─── INFORMATION SHOWN ───

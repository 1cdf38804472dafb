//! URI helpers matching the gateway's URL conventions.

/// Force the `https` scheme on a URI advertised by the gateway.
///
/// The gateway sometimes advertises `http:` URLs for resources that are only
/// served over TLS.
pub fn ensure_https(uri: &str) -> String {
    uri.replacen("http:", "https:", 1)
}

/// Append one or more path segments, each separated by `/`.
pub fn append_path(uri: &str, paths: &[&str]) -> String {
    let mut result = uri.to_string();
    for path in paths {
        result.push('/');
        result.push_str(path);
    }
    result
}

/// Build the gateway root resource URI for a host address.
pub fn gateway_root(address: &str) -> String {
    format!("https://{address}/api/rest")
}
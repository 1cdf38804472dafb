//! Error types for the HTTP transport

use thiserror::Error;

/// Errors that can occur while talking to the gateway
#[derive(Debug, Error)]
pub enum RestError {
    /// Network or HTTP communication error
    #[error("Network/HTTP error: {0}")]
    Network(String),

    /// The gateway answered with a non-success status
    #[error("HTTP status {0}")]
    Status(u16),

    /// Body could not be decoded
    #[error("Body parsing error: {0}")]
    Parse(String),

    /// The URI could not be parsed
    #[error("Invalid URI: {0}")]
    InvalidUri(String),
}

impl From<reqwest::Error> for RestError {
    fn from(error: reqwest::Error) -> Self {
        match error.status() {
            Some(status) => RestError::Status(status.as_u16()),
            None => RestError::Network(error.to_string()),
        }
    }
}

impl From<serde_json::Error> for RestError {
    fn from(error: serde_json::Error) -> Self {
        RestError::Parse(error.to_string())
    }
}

───

EXERCISE BRIEF: The data above must be repeated in its entirety, exactly as given.

SOLVED PROBLEM:
repository 1cdf38804472dafb
//! URI helpers matching the gateway's URL conventions.

/// Force the `https` scheme on a URI advertised by the gateway.
///
/// The gateway sometimes advertises `http:` URLs for resources that are only
/// served over TLS.
pub fn ensure_https(uri: &str) -> String {
    uri.replacen("http:", "https:", 1)
}

/// Append one or more path segments, each separated by `/`.
pub fn append_path(uri: &str, paths: &[&str]) -> String {
    let mut result = uri.to_string();
    for path in paths {
        result.push('/');
        result.push_str(path);
    }
    result
}

/// Build the gateway root resource URI for a host address.
pub fn gateway_root(address: &str) -> String {
    format!("https://{address}/api/rest")
}
repository 1cdf38804472dafb
//! Error types for the HTTP transport

use thiserror::Error;

/// Errors that can occur while talking to the gateway
#[derive(Debug, Error)]
pub enum RestError {
    /// Network or HTTP communication error
    #[error("Network/HTTP error: {0}")]
    Network(String),

    /// The gateway answered with a non-success status
    #[error("HTTP status {0}")]
    Status(u16),

    /// Body could not be decoded
    #[error("Body parsing error: {0}")]
    Parse(String),

    /// The URI could not be parsed
    #[error("Invalid URI: {0}")]
    InvalidUri(String),
}

impl From<reqwest::Error> for RestError {
    fn from(error: reqwest::Error) -> Self {
        match error.status() {
            Some(status) => RestError::Status(status.as_u16()),
            None => RestError::Network(error.to_string()),
        }
    }
}

impl From<serde_json::Error> for RestError {
    fn from(error: serde_json::Error) -> Self {
        RestError::Parse(error.to_string())
    }
}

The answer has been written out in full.